According to the applicant’s evidence he has worked for some years before arriving in Australia. He has worked since 2006 as a workshop assistant, a technician and welder, and in other roles in the oil and gas industry. The applicant did not provide any specific material in regard to any work he may be performing here in Australia.
According to the applicant’s evidence he has travelled back to his home country of Malaysia on one occasion in the past 18 months for a period of a few weeks. He also stated that he has visited Singapore during this period.
According to the applicant’s evidence the applicant has a mother, two brothers, five sisters, and a fiancé back in Malaysia. He stated that he owns jewellery back in his home country and will be the beneficiary from his parents of property in the future.
The applicant provided the following in regards to his future plans:
“I have worked as an assistant mechanic and once I complete my studies in automobile and I would be able to obtain employment into nominated occupation in Malaysia and Singapore.”
The applicant provide the following in regards to any military service or other commitments:
“I have no military service commitments or political or civil unrest in my home country. I have strong incentive to return home as I have recently engaged in Malaysia”
The applicant’s representative, on behalf of the applicant provided a statement to the delegate (delegates file folio 20-21) stating that the applicant is a genuine applicant for a student visa and that he recently arrived on a visitor visa and decided to study in Melbourne. He also stated that the applicant loves cars and has a passion to fix them.
The Tribunal has considered the material in the delegates file, specifically the statement provided to the delegate above, and to all the material in the AAT file, specifically the delegate’s decision record and the applicant’s 359(2) material, and the other communications sent to the applicant; and finds that the applicant is not a genuine applicant for entry and stay as a student.
The applicant has not provided reasonable reasons for not undertaking his study in his home country or region as similar courses are already available there specifically his automotive workshop courses which would be available back in his home country. It is also noted by the Tribunal that the applicant has a significant work history back in his home country including in workshops, and as a technician.
The applicant has not effectively addressed the extent of his personal ties to his home country and whether those circumstances would serve as a significant incentive for him to return to his home country.
The applicant has addressed any military service commitments that will present as a significant incentive for the applicant not to return to his home country or the extent of any political and civil unrest in the applicant’s home country that would influence the applicant’s motivation for applying for a student visa and the Tribunal does not find this adverse to the applicant.
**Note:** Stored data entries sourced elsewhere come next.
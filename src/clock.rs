use chrono::{DateTime, Duration, Utc};
use std::sync::Mutex;

/// Source of wall-clock time for timestamps and deadlines.
///
/// Breaker windows, queue timestamps and hotspot expiry all read time through
/// this trait so tests can drive them deterministically.
pub trait Clock: Send + Sync {
    fn now(&self) -> DateTime<Utc>;
}

/// Clock backed by the system time.
#[derive(Debug, Default, Clone, Copy)]
pub struct SystemClock;

impl Clock for SystemClock {
    fn now(&self) -> DateTime<Utc> {
        Utc::now()
    }
}

/// Manually advanced clock for deterministic tests.
pub struct ManualClock {
    now: Mutex<DateTime<Utc>>,
}

impl ManualClock {
    pub fn new(start: DateTime<Utc>) -> Self {
        Self {
            now: Mutex::new(start),
        }
    }

    /// Move time forward by `delta`.
    pub fn advance(&self, delta: Duration) {
        let mut now = self.now.lock().unwrap();
        *now += delta;
    }

    pub fn set(&self, at: DateTime<Utc>) {
        *self.now.lock().unwrap() = at;
    }
}

impl Default for ManualClock {
    fn default() -> Self {
        Self::new(Utc::now())
    }
}

impl Clock for ManualClock {
    fn now(&self) -> DateTime<Utc> {
        *self.now.lock().unwrap()
    }
}
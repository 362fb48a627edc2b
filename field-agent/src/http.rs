use anyhow::{Context, Result};
use async_trait::async_trait;
use fieldlink::{ServiceCall, ServiceRequest, SyncError};
use reqwest::Client;
use serde_json::Value;
use std::time::Duration;
use tracing::debug;

/// Characters of server message carried into an error
const MAX_ERROR_BODY: usize = 512;

/// [`ServiceCall`] over the JSON request/response API.
///
/// `POST {base_url}/api/{operation}` with the payload as body, the access
/// token as bearer auth and the idempotency key in an `Idempotency-Key`
/// header.
pub struct HttpServiceCall {
    http_client: Client,
    base_url: String,
    access_token: Option<String>,
    timeout: Duration,
}

impl HttpServiceCall {
    pub fn new(base_url: impl Into<String>, access_token: Option<String>, timeout: Duration) -> Result<Self> {
        let http_client = Client::builder()
            .user_agent("fieldlink-agent/0.1")
            .timeout(timeout)
            .build()
            .context("Failed to build HTTP client")?;

        Ok(Self {
            http_client,
            base_url: base_url.into().trim_end_matches('/').to_string(),
            access_token,
            timeout,
        })
    }

    fn url_for(&self, operation: &str) -> String {
        format!("{}/api/{}", self.base_url, urlencoding::encode(operation))
    }

    fn classify(&self, e: reqwest::Error) -> SyncError {
        if e.is_timeout() {
            SyncError::Timeout(self.timeout)
        } else if let Some(status) = e.status() {
            SyncError::from_status(status.as_u16(), e.to_string())
        } else {
            SyncError::NetworkUnavailable(e.to_string())
        }
    }
}

#[async_trait]
impl ServiceCall for HttpServiceCall {
    async fn invoke(&self, request: &ServiceRequest) -> Result<Value, SyncError> {
        let url = self.url_for(&request.operation);
        debug!(url = %url, operation = %request.operation, "POST");

        let mut builder = self.http_client.post(&url).json(&request.payload);
        if let Some(token) = &self.access_token {
            builder = builder.bearer_auth(token);
        }
        if let Some(key) = &request.idempotency_key {
            builder = builder.header("Idempotency-Key", key);
        }

        let response = builder.send().await.map_err(|e| self.classify(e))?;
        let status = response.status();

        if !status.is_success() {
            let body = response.text().await.unwrap_or_default();
            let message: String = body.chars().take(MAX_ERROR_BODY).collect();
            return Err(SyncError::from_status(status.as_u16(), message));
        }

        let bytes = response.bytes().await.map_err(|e| self.classify(e))?;
        if bytes.is_empty() {
            return Ok(Value::Null);
        }

        serde_json::from_slice(&bytes).map_err(|e| SyncError::ServerError {
            status: status.as_u16(),
            message: format!("invalid response body: {}", e),
        })
    }
}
The applicant has not addressed any of the economic circumstances contended by the delegate that would present as a significant incentive for the applicant not to return to his home country. These circumstances include consideration of the applicant’s circumstances relative to the home country and to Australia.
The applicant has not addressed the value of his proposed enrolments to his future other than as stated above and has not demonstrated the relevance of his proposed courses to his proposed future employment either in his home country or in a third country.
The applicant did not address the amount of time he has spent in Australia and whether his student visa would be used primarily for maintaining ongoing residence in Australia and why the applicant has undertaken a series of short inexpensive courses.
The Tribunal finds that the applicant is using the student visa program to circumvent the intention of the migration program and is not a genuine applicant for entry and stay as a student.
On the basis of the above, the Tribunal is not satisfied that the applicant intends genuinely to stay in Australia temporarily. Accordingly, the applicant does not meet cl.500.212(a).
Conclusion on cl.500.212
Accordingly, the Tribunal is not satisfied that the applicant is a genuine applicant for entry and stay as a student as required by cl.500.212.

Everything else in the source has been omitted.